Ahead of the OECD report
MK Maklev attacks officials: 'You are presenting a distorted picture of Haredim'
Deputy Minister Maklev participated today in the Economic Cabinet discussions at the Finance Ministry, where the OECD Secretary-General was also present. At one point during the meeting, Maklev angrily confronted Finance Ministry officials in front of the Secretary-General, saying: "You are presenting a distorted picture of the situation regarding the haredi public."


The OECD Secretary-General, Mathias Cormann, presented the biennial report on Israel’s economy today (Wednesday) to the Socio-Economic Cabinet, chaired by Finance Minister Bezalel Smotrich. Afterward, he sat down for a discussion with Finance Ministry officials and cabinet members, during which Deputy Minister Uri Maklev sharply criticized the officials.
During the meeting, attended by Cormann and senior organization officials, Deputy Minister Uri Maklev attacked the Finance Ministry officials, stating that they were presenting a false picture to the organization’s leaders. This came after years of the Finance Ministry preventing meetings between senior haredi representatives and OECD officials.
After Cormann spoke about reducing disparities and raised the issue of the haredi public, Maklev responded, saying that "gap reduction does exist within the Arab community, but not toward the haredi community."
"This is, among other things," Maklev explained, "due to a misrepresentation conveyed to you by the Finance Ministry, a misrepresentation driven by ideology rather than professional economic facts."
According to him, "There are five-year plans for Arabs, Druze, and Bedouins, but not for haredim. There are enormous gaps in per capita investment; there’s no response to educational infrastructure needs; all employment incentives for women have been halted because they supposedly met the targets, yet haredi women still earn 60% less. The officials openly declare they don’t want haredi women to earn more, because then the husband will continue studying, and the son won’t study core subjects (meaning mathematics and English). This is ideological coercion disguised as economics."
Deputy Minister Maklev emphasized that "in every other sector, the state encourages, incentivizes, and supports. With us, there are only sanctions, decrees, and harassment. Thousands of haredi women complete their studies but struggle to integrate into the workforce, not because there’s no demand, but because they are being targeted. Even daycare subsidies, one of the most important factors enabling women to enter the workforce, were stopped, supposedly for legal reasons, instead of fighting to continue the support."
Maklev also raised the issue of baalei teshuva, saying: "A person who studied core subjects (such as mathematics), acquired a profession, and adopted a haredi lifestyle is completely excluded from benefits and programs, just because he ‘became haredi.’ This is discriminatory policy that harms the hardest-working people in our community."

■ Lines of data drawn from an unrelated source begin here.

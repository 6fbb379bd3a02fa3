use gloo_timers::callback::Timeout;

use crate::utils::location_reload;

/// Page-level effects that cannot run outside a browser.
pub trait Host {
    /// Full navigation reload. Every in-memory cell, the session token included, is lost.
    fn reload(&self);

    fn schedule(&self, millis: u32, task: Box<dyn FnOnce()>);
}

pub struct BrowserHost;

impl Host for BrowserHost {
    fn reload(&self) {
        log::info!("reloading page");
        location_reload();
    }

    fn schedule(&self, millis: u32, task: Box<dyn FnOnce()>) {
        Timeout::new(millis, task).forget();
    }
}
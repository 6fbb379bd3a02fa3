use shared::types::SiteConfig;
use shared::utils::to_12_hour;

use crate::connect_fetch::Transport;
use crate::error::ClientError;
use crate::state::PageState;

/// Shows the configured trigger time. Any failure leaves the display as it was.
pub async fn load_config<T: Transport>(transport: &T, url: &str, page: &PageState) {
    match fetch_config(transport, url).await {
        Ok(config) => {
            if let Some(formatted) = to_12_hour(config.trigger_time.as_deref()) {
                page.run_time.set(formatted);
            }
        }
        Err(err) => {
            log::debug!("config not loaded: {err}");
        }
    }
}

async fn fetch_config<T: Transport>(transport: &T, url: &str) -> Result<SiteConfig, ClientError> {
    let reply = transport.get(url, true).await?;
    if !reply.is_success() {
        return Err(ClientError::Http(reply.status));
    }
    reply.json()
}
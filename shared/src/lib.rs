pub mod constants;
pub mod types;
pub mod utils;
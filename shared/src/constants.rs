pub const DEFAULT_API_BASE: &str = "http://localhost:8000";
pub const DEFAULT_SECRET_KEY: &str = "default-secret-key";
pub const TOAST_DURATION_MS: u32 = 2500;

pub static CONFIG_URL: &'static str = "/static/config.json";
pub static API_TOKEN: &'static str = "token";
pub static API_SUBSCRIBE: &'static str = "subscribe";

pub static HEADER_AUTHORIZATION: &'static str = "Authorization";
pub static HEADER_CONTENT_TYPE: &'static str = "Content-Type";
pub static MIME_JSON: &'static str = "application/json";

pub static MSG_INVALID_EMAIL: &'static str = "Please enter a valid email";
pub static MSG_AUTH_FAILED: &'static str = "Failed to authenticate";
pub static MSG_SUBSCRIBED: &'static str = "Subscribed";
pub static MSG_SUBSCRIBE_ERROR: &'static str = "Error subscribing";

pub fn bearer(token: &str) -> String {
    format!("Bearer {token}")
}
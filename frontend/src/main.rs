use std::rc::Rc;

use wasm_bindgen_futures::spawn_local;

use crate::app::App;
use crate::config::ClientConfig;
use crate::connect_fetch::FetchTransport;
use crate::constants::APP_ROOT;
use crate::elements::app_root::app_root;
use crate::host::BrowserHost;
use crate::utils::{get_html_element, query_selector};

mod app;
mod auth;
mod config;
mod connect_fetch;
mod constants;
mod elements;
mod error;
mod host;
mod loader;
mod notifier;
mod state;
mod subscribe;
mod utils;
#[cfg(test)]
mod testing;

pub fn main() {
    console_error_panic_hook::set_once();
    wasm_logger::init(wasm_logger::Config::default());

    let mount = get_html_element(query_selector(APP_ROOT));
    let config = ClientConfig::from_dataset(mount.clone());
    log::info!("api base {}, auth {:?}", config.api_base, config.auth);

    let app = Rc::new(App::new(config, FetchTransport, BrowserHost));
    let parent = mount.unwrap_or_else(dominator::body);
    dominator::append_dom(&parent, app_root(app.clone()));

    spawn_local(async move {
        app.init().await;
    });
}
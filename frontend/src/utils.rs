use wasm_bindgen::{JsCast, JsValue};
use web_sys::{Document, Element, HtmlElement, HtmlInputElement, Location, Window};

fn get_window() -> Option<Window> {
    web_sys::window()
}

fn get_document() -> Option<Document> {
    get_window().and_then(|w| w.document())
}

fn get_value_from_input(element: JsValue) -> String {
    if let Some(element) = element.dyn_ref::<HtmlInputElement>() {
        element.value()
    } else {
        "".to_string()
    }
}

pub fn get_location() -> Option<Location> {
    get_window().map(|w| w.location())
}

pub fn get_input_value(name: &str) -> String {
    query_selector(&format!("[name={name}]"))
        .map(|element| get_value_from_input(JsValue::from(element)))
        .unwrap_or_default()
}

pub fn query_selector(selectors: &str) -> Option<Element> {
    get_document().and_then(|d| d.query_selector(selectors).ok()).and_then(|e| e)
}

pub fn get_html_element(el: Option<Element>) -> Option<HtmlElement> {
    el.and_then(|el| el.dyn_into::<HtmlElement>().ok())
}

pub fn from_dataset(element: &HtmlElement, key: &str) -> Option<String> {
    element.dataset().get(key).filter(|value| !value.trim().is_empty())
}

pub fn location_reload() {
    if let Some(location) = get_location() {
        location.reload().ok();
    }
}
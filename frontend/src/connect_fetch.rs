use serde::de::DeserializeOwned;
use serde::Serialize;
use wasm_bindgen::JsCast;
use wasm_bindgen_futures::JsFuture;
use web_sys::{Request, RequestCache, RequestInit, Response};

use shared::constants::{bearer, HEADER_AUTHORIZATION, HEADER_CONTENT_TYPE, MIME_JSON};

use crate::error::ClientError;

#[derive(Debug, Clone, PartialEq)]
pub struct HttpReply {
    pub status: u16,
    pub body: String,
}

impl HttpReply {
    pub fn is_success(&self) -> bool {
        (200..300).contains(&self.status)
    }

    pub fn json<R: DeserializeOwned>(&self) -> Result<R, ClientError> {
        Ok(serde_json::from_str(&self.body)?)
    }
}

/// Network seam. A reply with any status is `Ok`; only a failed exchange is an error.
#[allow(async_fn_in_trait)]
pub trait Transport {
    async fn get(&self, url: &str, no_store: bool) -> Result<HttpReply, ClientError>;

    async fn post_json<T: Serialize>(&self, url: &str, data: &T, token: Option<&str>) -> Result<HttpReply, ClientError>;
}

pub struct FetchTransport;

impl Transport for FetchTransport {
    async fn get(&self, url: &str, no_store: bool) -> Result<HttpReply, ClientError> {
        let opts = RequestInit::new();
        opts.set_method("GET");
        if no_store {
            opts.set_cache(RequestCache::NoStore);
        }
        let request = Request::new_with_str_and_init(url, &opts)?;
        send(request).await
    }

    async fn post_json<T: Serialize>(&self, url: &str, data: &T, token: Option<&str>) -> Result<HttpReply, ClientError> {
        let data = serde_wasm_bindgen::to_value(data)?;
        let body = js_sys::JSON::stringify(&data)?;

        let opts = RequestInit::new();
        opts.set_method("POST");
        opts.set_body(&body);

        let request = Request::new_with_str_and_init(url, &opts)?;
        request.headers().set(HEADER_CONTENT_TYPE, MIME_JSON)?;
        if let Some(token) = token {
            request.headers().set(HEADER_AUTHORIZATION, &bearer(token))?;
        }
        send(request).await
    }
}

async fn send(request: Request) -> Result<HttpReply, ClientError> {
    let window = web_sys::window().ok_or_else(|| ClientError::Js("no window".to_string()))?;
    let resp_value = JsFuture::from(window.fetch_with_request(&request)).await?;
    let resp: Response = resp_value.dyn_into()?;

    let text = JsFuture::from(resp.text()?).await?;

    Ok(HttpReply {
        status: resp.status(),
        body: text.as_string().unwrap_or_default(),
    })
}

Finance Minister Bezalel Smotrich and other ministers agreed with him, and the OECD Secretary-General and organization leaders were surprised to hear a completely different perspective from what had been presented to them until now.
Summarizing the meeting, Minister Smotrich clarified: "No one will prevent the haredi public from presenting its position anymore. The haredi authority will present full and reliable data to international organizations, as it deserves to."
As reported earlier today, the Secretary-General’s report noted the resilience of the Israeli economy, which demonstrated durability against the shocks of the October 7 terror attack and the subsequent war, thanks to stable fiscal starting conditions, responsible monetary management, and high employment rates.
Looking ahead, OECD economists estimate that growth is expected to rise to 3.4% in 2025 and 5.5% in 2026. The report states that fiscal policy will need to account for pressures due to increased defense spending, the need to address infrastructure gaps, and preparations for future demographic growth. The organization emphasizes the need to advance structural reforms while promoting long-term growth, including liberalization of the product and service markets.
The report extensively addresses ways to tackle Israel’s high cost of living, primarily focusing on trade barriers, burdensome regulation, and insufficient competitive pressure, which have kept price levels high compared to OECD countries across various sectors. OECD economists positively note the enactment of the import reform "What’s Good for Europe is Good for Israel," stating that its full implementation, while reducing existing exemptions, could enhance competition and help lower price levels.
The report includes recommendations regarding leveraging the advantages of artificial intelligence (AI) by expanding higher education offerings, particularly at advanced degree levels, making employment models in academia more flexible in these fields, and maintaining a flexible regulatory approach to AI. The review also features a separate chapter discussing efforts to reduce emissions and prepare for climate change.
Kikar HaShabbat contributed to this article.